Both the Worth Way and the Forest Way, together with a third disused railway footpath - the Cuckoo Trail, form part of Route 21 of the National Cycle Network linking London, Reigate and Gatwick Airport with East Grinstead, Heathfield and Eastbourne.

Google Maps incorrectly labels sections of Route 21 outside West Sussex as the "Worth Way".

==Flora and fauna==

Officially designated a Site of Nature Conservation Importance in an Area of Outstanding Natural Beauty, much of the Worth Way forms an important wildlife corridor supporting a wide variety of fauna and flora. The former railway cuttings and embankments have been progressively colonised by trees, notably silver birch, ash, hazel and sallow, which have developed into mature woodland. In addition, in areas where chalk was used in the construction of the railway line, chalk-loving plants such as guelder rose, common spotted orchid, twayblade and wild strawberry have flourished. The trees and plants attract in turn a variety of wildlife, including over two hundred species of insect which feed on the sallow. Butterflies are also common, with brimstones in spring, the white admiral and speckled wood from June followed by meadow brown, ringlet and skippers in high summer.

The Worth Way habitat is also home to a variety of birds, mammals and reptiles. Nuthatch and chiffchaff are often spotted in the trees, whilst the kingfisher has been seen at Crawley Down Pond. Adders, grass snakes and the common lizard bask in sunny glades along the old railway line, and the adjoining farmland provides a habitat for roe deer and foxes. Bats can sometimes be spotted near dusk.

The trail is managed by two local authorities - Crawley Borough Council (in respect of the section from Three Bridges to the M23 and West Sussex County Council (the remainder of the route). The sympathetic management of the route seeks to maintain a mosaic of differently-aged trees and shrubs whilst retaining the open areas; this is achieved by coppicing in rotation - cutting trees and shrubs back to their base - to benefit plants such as primrose and insects. The subsequent regrowth then provides nesting sites for birds. Open areas are regularly cut, preventing scrub from encroaching and encouraging species which thrive on open conditions. Ditches along the way keep the path dry and are important to wildlife. The Crawley Down Pond is managed by a local environmental group which initially began in 1999 with three or four members of the public collecting litter; it has now grown into a more substantial and organised collective which meets every third Sunday of the month (weather permitting) between September and May. Recent activities have included the installation of a new bank to prevent flooding.

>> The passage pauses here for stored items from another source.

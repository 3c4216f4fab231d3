//! lain-auth - toggle LAIN auth and bootstrap SSO app groups.

use clap::Parser;
use tracing_subscriber::{fmt, prelude::*, EnvFilter};

use lain_auth::cli::output;
use lain_auth::cli::{execute, Cli};
use lain_auth::error::Error;

fn main() {
    let cli = Cli::parse();

    // Initialize tracing subscriber with env-filter support
    let filter = EnvFilter::try_from_env("LAIN_AUTH_LOG").unwrap_or_else(|_| {
        if cli.verbose {
            EnvFilter::new("lain_auth=debug")
        } else {
            EnvFilter::new("lain_auth=warn")
        }
    });

    tracing_subscriber::registry()
        .with(filter)
        .with(
            fmt::layer()
                .with_writer(std::io::stderr)
                .with_target(false)
                .without_time(),
        )
        .init();

    match execute(cli) {
        Ok(exit) => std::process::exit(exit.code()),
        Err(e) => {
            let suggestion = match &e {
                Error::LoginFailed(_) => Some("check the SSO client id, secret and your credentials"),
                Error::DirectoryUnavailable(_) => {
                    Some("run without --check-all to provision the core apps only")
                }
                Error::ConfigReadFailed { .. } => {
                    Some("set CONSOLE_ETCD_HOST, or SSO_GROUP_NAME_PREFIX and SSO_GROUP_FULLNAME_PREFIX")
                }
                Error::TomlParse(_) => Some("fix the settings file or pass --config"),
                _ => None,
            };

            output::error(&e.to_string());
            if let Some(hint) = suggestion {
                output::hint(hint);
            }
            std::process::exit(1);
        }
    }
}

Litter picks along the length of the Worth Way have been organised annually by Crawley Borough Council as part of their Let's FACE it campaign to clear fly-tipping and refuse dumped along the trail.

==Development threat==

In 2006 Mid-Sussex District Council floated the idea of constructing a 62 ft wide concrete tunnel under the Worth Way which would carry a relief road for East Grinstead over the line of the trail. The tunnel, which would be built using the destructive cut-and-cover method, would form a two lane single carriageway, requiring a 3/4 mi section of the Way between Imberhorne Lane and East Grinstead station car park to be converted into an A road linking with the A22 Beeching Way. The Worth Way Action Group was set up to fight the proposals and it achieved its goal in March 2007 when the scheme was dropped on the basis that its estimated costs of £157 million (representing £60,000 per East Grinstead dwelling) made it unviable.